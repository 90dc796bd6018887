//! # tradecheck-rules
//!
//! **Pure salary-matching rules.**
//!
//! Every function here is a deterministic function of its arguments:
//!
//! - **No side effects**: no I/O, no printing, no shared state
//! - **Exact arithmetic**: all money is `Decimal`, boundaries compare exactly
//! - **Season-driven**: every constant comes from the caller's
//!   [`RuleConstants`](tradecheck_types::RuleConstants)
//!
//! ```text
//! absorb(incoming, pool)            -> AllocationResult
//! evaluate_legality(out, in, rules) -> LegalityVerdict
//! ```

pub mod absorption;
pub mod contract;
pub mod evaluator;

pub use absorption::{absorb, absorb_with_policy};
pub use contract::per_season_salary;
pub use evaluator::{evaluate_legality, formula_description, matching_limit, rule_description};
//! Trade proposals.

use serde::{Deserialize, Serialize};
use tradecheck_ingress::{parse_amount, parse_amount_list};
use tradecheck_types::{Amount, Result};

/// One team's side of a trade.
#[derive(Debug, Clone, PartialEq, Eq, Serialize, Deserialize)]
pub struct TradeSide {
    /// Team code (e.g., "CHA").
    pub team: String,
    /// Salaries this team sends out, in priority order.
    pub sends: Vec<Amount>,
    /// TPE or cap space this team can absorb incoming salary into.
    pub absorption_pool: Option<Amount>,
}

impl TradeSide {
    /// A side with no absorption pool.
    #[must_use]
    pub fn new(team: impl Into<String>, sends: Vec<Amount>) -> Self {
        Self {
            team: team.into(),
            sends,
            absorption_pool: None,
        }
    }

    /// Attach a TPE / cap-space pool.
    #[must_use]
    pub fn with_absorption_pool(mut self, pool: Amount) -> Self {
        self.absorption_pool = Some(pool);
        self
    }

    /// Build a side from raw text: a comma-separated salary list and an
    /// optional pool figure. A blank pool means no pool.
    pub fn from_text(team: impl Into<String>, sends: &str, pool: Option<&str>) -> Result<Self> {
        let absorption_pool = match pool.map(str::trim) {
            Some(text) if !text.is_empty() => Some(parse_amount(text)?),
            _ => None,
        };
        Ok(Self {
            team: team.into(),
            sends: parse_amount_list(sends)?,
            absorption_pool,
        })
    }

    /// Sum of the salaries sent out.
    pub fn outgoing_total(&self) -> Result<Amount> {
        Amount::total(&self.sends)
    }
}

/// A two-team trade.
#[derive(Debug, Clone, PartialEq, Eq, Serialize, Deserialize)]
pub struct TradeProposal {
    pub first: TradeSide,
    pub second: TradeSide,
}

impl TradeProposal {
    #[must_use]
    pub fn new(first: TradeSide, second: TradeSide) -> Self {
        Self { first, second }
    }

    /// Each side paired with its counterparty, first side first.
    #[must_use]
    pub fn perspectives(&self) -> [(&TradeSide, &TradeSide); 2] {
        [(&self.first, &self.second), (&self.second, &self.first)]
    }
}

#[cfg(test)]
mod tests {
    use tradecheck_types::TradeCheckError;

    use super::*;

    #[test]
    fn from_text_parses_sends_and_pool() {
        let side = TradeSide::from_text("CHA", "12m, 3.5m", Some("$4,000,000")).unwrap();
        assert_eq!(side.team, "CHA");
        assert_eq!(
            side.sends,
            vec![Amount::from_dollars(12_000_000), Amount::from_dollars(3_500_000)]
        );
        assert_eq!(side.absorption_pool, Some(Amount::from_dollars(4_000_000)));
        assert_eq!(side.outgoing_total().unwrap(), Amount::from_dollars(15_500_000));
    }

    #[test]
    fn blank_pool_means_none() {
        let side = TradeSide::from_text("BOS", "8m", Some("   ")).unwrap();
        assert_eq!(side.absorption_pool, None);
        let side = TradeSide::from_text("BOS", "8m", None).unwrap();
        assert_eq!(side.absorption_pool, None);
    }

    #[test]
    fn from_text_surfaces_malformed_salary() {
        let err = TradeSide::from_text("BOS", "8m, lots", None).unwrap_err();
        assert!(matches!(err, TradeCheckError::MalformedAmount { .. }));
        let err = TradeSide::from_text("BOS", "8m", Some("some")).unwrap_err();
        assert!(matches!(err, TradeCheckError::MalformedAmount { .. }));
    }

    #[test]
    fn perspectives_pair_each_side_with_counterparty() {
        let proposal = TradeProposal::new(
            TradeSide::new("CHA", vec![Amount::from_dollars(1)]),
            TradeSide::new("BOS", vec![Amount::from_dollars(2)]),
        );
        let [(a, b), (c, d)] = proposal.perspectives();
        assert_eq!((a.team.as_str(), b.team.as_str()), ("CHA", "BOS"));
        assert_eq!((c.team.as_str(), d.team.as_str()), ("BOS", "CHA"));
    }
}
//! # tradecheck-types
//!
//! Shared types, errors, and rule constants for the **tradecheck**
//! salary-matching engine.
//!
//! This crate is the leaf dependency of the workspace — every other crate
//! depends on it. It defines:
//!
//! - **Money**: [`Amount`], [`SalaryPosition`]
//! - **Rules**: [`RuleConstants`], [`MatchingBand`], [`AbsorptionPolicy`]
//! - **Results**: [`LegalityVerdict`], [`AllocationResult`]
//! - **Teams**: [`TeamDirectory`], [`LeagueTeams`]
//! - **Errors**: [`TradeCheckError`] with `TC_ERR_` prefix codes
//! - **Constants**: league-year defaults

pub mod allocation;
pub mod amount;
pub mod config;
pub mod constants;
pub mod error;
pub mod team;
pub mod verdict;

// Re-export all primary types at crate root for ergonomic imports:
//   use tradecheck_types::{Amount, RuleConstants, LegalityVerdict, ...};

pub use allocation::*;
pub use amount::*;
pub use config::*;
pub use error::*;
pub use team::*;
pub use verdict::*;

// Constants are accessed via `tradecheck_types::constants::FOO`
// (not re-exported to avoid name collisions).
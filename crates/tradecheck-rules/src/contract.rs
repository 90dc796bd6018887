//! Contract salary helpers.

use rust_decimal::{Decimal, RoundingStrategy};
use tradecheck_types::{Amount, Result, TradeCheckError};

/// Average salary per season for a contract worth `total` over `seasons`,
/// rounded to the cent.
///
/// # Errors
/// - `InvalidContractLength` if `seasons` is zero or negative
/// - `ArithmeticOverflow` if the division leaves the decimal range
pub fn per_season_salary(total: Amount, seasons: Decimal) -> Result<Amount> {
    if seasons <= Decimal::ZERO {
        return Err(TradeCheckError::InvalidContractLength { seasons });
    }
    let per_season = total
        .value()
        .checked_div(seasons)
        .ok_or(TradeCheckError::ArithmeticOverflow {
            operation: "per-season salary",
        })?
        .round_dp_with_strategy(2, RoundingStrategy::MidpointAwayFromZero);
    Amount::new(per_season)
}
//! Salary text and number normalization.

use std::str::FromStr;

use rust_decimal::Decimal;
use rust_decimal::prelude::FromPrimitive;
use tradecheck_types::{Amount, Result, TradeCheckError, constants};

/// A raw salary as supplied by a caller.
#[derive(Debug, Clone, PartialEq)]
pub enum SalaryInput {
    /// Free-form text such as `"$12,500,000"` or `"12.5m"`.
    Text(String),
    /// An exact number of dollars.
    Decimal(Decimal),
    /// A floating-point number of dollars.
    Float(f64),
}

impl From<&str> for SalaryInput {
    fn from(value: &str) -> Self {
        Self::Text(value.to_string())
    }
}

impl From<String> for SalaryInput {
    fn from(value: String) -> Self {
        Self::Text(value)
    }
}

impl From<Decimal> for SalaryInput {
    fn from(value: Decimal) -> Self {
        Self::Decimal(value)
    }
}

impl From<f64> for SalaryInput {
    fn from(value: f64) -> Self {
        Self::Float(value)
    }
}

impl From<i64> for SalaryInput {
    fn from(value: i64) -> Self {
        Self::Decimal(Decimal::from(value))
    }
}

impl From<u64> for SalaryInput {
    fn from(value: u64) -> Self {
        Self::Decimal(Decimal::from(value))
    }
}

/// Suffixes that mean "millions of dollars".
const MILLION_SUFFIXES: [&str; 3] = ["m", "mil", "million"];

/// Trailing words discarded after the figure.
const CURRENCY_WORDS: [&str; 2] = ["dollars", "dollar"];

/// Parse a single salary.
///
/// # Errors
/// - `MalformedAmount` if the input is negative, NaN, or text that is
///   neither a plain figure nor millions shorthand
/// - `AmountOutOfRange` if the value does not fit a decimal
pub fn parse_amount(raw: impl Into<SalaryInput>) -> Result<Amount> {
    match raw.into() {
        SalaryInput::Text(text) => parse_text(&text),
        SalaryInput::Decimal(value) => from_number(value, &value.to_string()),
        SalaryInput::Float(value) => {
            if value.is_nan() {
                return Err(malformed(&value.to_string()));
            }
            let decimal = Decimal::from_f64(value).ok_or_else(|| {
                TradeCheckError::AmountOutOfRange {
                    input: value.to_string(),
                }
            })?;
            from_number(decimal, &value.to_string())
        }
    }
}

/// Parse a comma-separated salary list (`"12m, 8.5m, 2000000"`).
///
/// Segments are trimmed and empty segments are skipped; order is preserved.
/// Thousands separators cannot be used here since `,` splits the list.
///
/// # Errors
/// The error of the first segment that fails [`parse_amount`].
pub fn parse_amount_list(raw: &str) -> Result<Vec<Amount>> {
    parse_amount_list_with(raw, constants::DEFAULT_LIST_DELIMITER)
}

/// Parse a salary list split on `delimiter`.
///
/// # Errors
/// The error of the first segment that fails [`parse_amount`].
pub fn parse_amount_list_with(raw: &str, delimiter: char) -> Result<Vec<Amount>> {
    raw.split(delimiter)
        .map(str::trim)
        .filter(|segment| !segment.is_empty())
        .map(parse_amount)
        .collect()
}

fn from_number(value: Decimal, input: &str) -> Result<Amount> {
    if value.is_sign_negative() && !value.is_zero() {
        return Err(malformed(input));
    }
    Amount::new(value)
}

fn parse_text(raw: &str) -> Result<Amount> {
    let lowered = raw.trim().to_ascii_lowercase();
    let cleaned: String = lowered.chars().filter(|c| !matches!(c, '$' | ',')).collect();
    let body = strip_currency_word(cleaned.trim());

    let split = body
        .find(|c: char| !(c.is_ascii_digit() || c == '.'))
        .unwrap_or(body.len());
    let (figure, suffix) = body.split_at(split);
    let suffix = suffix.trim_start();

    if !is_plain_figure(figure) {
        tracing::debug!(input = raw, "Rejected malformed salary");
        return Err(malformed(raw));
    }

    let figure = if figure.starts_with('.') {
        format!("0{figure}")
    } else {
        figure.to_string()
    };
    let value = Decimal::from_str(&figure).map_err(|_| TradeCheckError::AmountOutOfRange {
        input: raw.to_string(),
    })?;

    let value = if suffix.is_empty() {
        value
    } else if MILLION_SUFFIXES.contains(&suffix) {
        value
            .checked_mul(constants::ONE_MILLION)
            .ok_or_else(|| TradeCheckError::AmountOutOfRange {
                input: raw.to_string(),
            })?
    } else {
        tracing::debug!(input = raw, suffix, "Rejected unknown salary suffix");
        return Err(malformed(raw));
    };

    Amount::new(value)
}

/// Drop one trailing `dollar` / `dollars` word.
fn strip_currency_word(text: &str) -> &str {
    CURRENCY_WORDS
        .iter()
        .find_map(|word| text.strip_suffix(word))
        .map_or(text, str::trim_end)
}

/// `digits`, `digits.digits` or `.digits`.
fn is_plain_figure(figure: &str) -> bool {
    let (whole, fraction) = match figure.split_once('.') {
        Some((whole, fraction)) => (whole, Some(fraction)),
        None => (figure, None),
    };
    let all_digits = |s: &str| s.chars().all(|c| c.is_ascii_digit());

    match fraction {
        None => !whole.is_empty() && all_digits(whole),
        Some(fraction) => !fraction.is_empty() && all_digits(whole) && all_digits(fraction),
    }
}

fn malformed(input: &str) -> TradeCheckError {
    TradeCheckError::MalformedAmount {
        input: input.to_string(),
    }
}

● ● ● ● ● ● ●

(Task objective): Would you restate exactly the lines of the material above, from its opening line through the line with "pub fn with_absorption_pool(mut", and output only those?

(Solution):
repository 90dc796bd6018887
//! # tradecheck-rules
//!
//! **Pure salary-matching rules.**
//!
//! Every function here is a deterministic function of its arguments:
//!
//! - **No side effects**: no I/O, no printing, no shared state
//! - **Exact arithmetic**: all money is `Decimal`, boundaries compare exactly
//! - **Season-driven**: every constant comes from the caller's
//!   [`RuleConstants`](tradecheck_types::RuleConstants)
//!
//! ```text
//! absorb(incoming, pool)            -> AllocationResult
//! evaluate_legality(out, in, rules) -> LegalityVerdict
//! ```

pub mod absorption;
pub mod contract;
pub mod evaluator;

pub use absorption::{absorb, absorb_with_policy};
pub use contract::per_season_salary;
pub use evaluator::{evaluate_legality, formula_description, matching_limit, rule_description};
//! Trade proposals.

use serde::{Deserialize, Serialize};
use tradecheck_ingress::{parse_amount, parse_amount_list};
use tradecheck_types::{Amount, Result};

/// One team's side of a trade.
#[derive(Debug, Clone, PartialEq, Eq, Serialize, Deserialize)]
pub struct TradeSide {
    /// Team code (e.g., "CHA").
    pub team: String,
    /// Salaries this team sends out, in priority order.
    pub sends: Vec<Amount>,
    /// TPE or cap space this team can absorb incoming salary into.
    pub absorption_pool: Option<Amount>,
}

impl TradeSide {
    /// A side with no absorption pool.
    #[must_use]
    pub fn new(team: impl Into<String>, sends: Vec<Amount>) -> Self {
        Self {
            team: team.into(),
            sends,
            absorption_pool: None,
        }
    }

    /// Attach a TPE / cap-space pool.
    #[must_use]
    pub fn with_absorption_pool(mut self, pool: Amount) -> Self {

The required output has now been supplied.